Einsteinian and Quantum physics may be modern, but they're as yet irreconciled. Physicists would love to have a Theory of Everything, but even though there are candidates (string theory and loop theory), there's no universally agreed on link yet. It's true that Einstein showed the relation between energy and matter, and Quantum physics show that the state of a particle depends on the mode it's observed in. But crucially, Einstein's theory explains the big world, whereas Quantum physics explains what happens in worlds that are beyond microscropically small. For a nice explanation of this difference, see Michael Shermer's column in the current issue of Scientific American.

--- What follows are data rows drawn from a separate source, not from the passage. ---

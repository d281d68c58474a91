//! Physical cards on the board.
//!
//! A `Card` is one tile. Its `id` is unique per tile, while its `face` is
//! shared with exactly one other tile.

use serde::{Deserialize, Serialize};

use super::definition::{CardFace, FaceValue};

/// Unique identifier for a physical card.
#[derive(Clone, Copy, Debug, PartialEq, Eq, Hash, PartialOrd, Ord, Serialize, Deserialize)]
pub struct CardId(pub u32);

impl CardId {
    /// Create a new card ID.
    #[must_use]
    pub const fn new(id: u32) -> Self {
        Self(id)
    }

    /// Get the raw ID value.
    #[must_use]
    pub const fn raw(self) -> u32 {
        self.0
    }
}

impl std::fmt::Display for CardId {
    fn fmt(&self, f: &mut std::fmt::Formatter<'_>) -> std::fmt::Result {
        write!(f, "Card({})", self.0)
    }
}

/// A single tile in the deck.
#[derive(Clone, Copy, Debug, PartialEq, Eq, Hash, Serialize, Deserialize)]
pub struct Card {
    /// Unique per physical card.
    pub id: CardId,

    /// Symbol compared when checking for a match.
    pub face: FaceValue,

    /// Coins awarded when this card's pair is matched.
    pub reward: u32,
}

impl Card {
    /// Create a new card.
    #[must_use]
    pub const fn new(id: CardId, face: FaceValue, reward: u32) -> Self {
        Self { id, face, reward }
    }

    /// Instantiate a card from a catalog face.
    #[must_use]
    pub fn from_face(id: CardId, face: &CardFace) -> Self {
        Self::new(id, face.value, face.reward)
    }

    /// Whether two cards form a pair. Only faces are compared.
    #[must_use]
    pub fn matches(&self, other: &Card) -> bool {
        self.face == other.face
    }
}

How that relates to a person's energy, soul, transmitting energy from person to person is still absolutely unclear. And the very last people to help clarify it are New age gurus who serve up half-digested popular science as explanations. True, Michael Shermer, being the arch-skeptic he is, is bound to find something to criticise with energy work. However, I think it's salutary to have people like him around to point out the holes in your argument, and to advance the suggestion that the emperor could do at least with some underwear.

It's all very well if you're a quantum physicist assuring me that the tools of your trade can be used to explain Reiki, but I want to at least see a reference to a peer-reviewed paper where you back these claims up. What New Age books seem to be ripe with are arguments from authority. Now, in some fields, that's how knowledge has been accumulated up until now: herbalism and my own field of aromatherapy are good cases in point. There's very little aromatherapy research, and all a student can do is get as many books as possible and compare and contrast the various uses an oil is said to be good for. Then, you're left to work with your own experience. Experience is certainly valuable - I attribute a recent breakthrough largely to the hormone-balancing herbs and energy treatments I've been getting. But I like my experience backed up with experimental work. That's what attracts me so much to Structural Integration: it has a solid foundation in human anatomy, unlike aromatherapy, which is more of an art than a science.

I've yet to read James Oschman's book on Energy Medicine, and I was somewhat underwhelmed by Candace Pert's autobiography, Molecules of Emotion. I'd have preferred a book that surveys psychoneuroimmunology with a wider scope. Just the anatomy, physiology, immunology, endocrinology of the human body is fascinating enough in itself. These books are out there, and those are the works I'll turn to next - besides getting more into my medicine textbooks.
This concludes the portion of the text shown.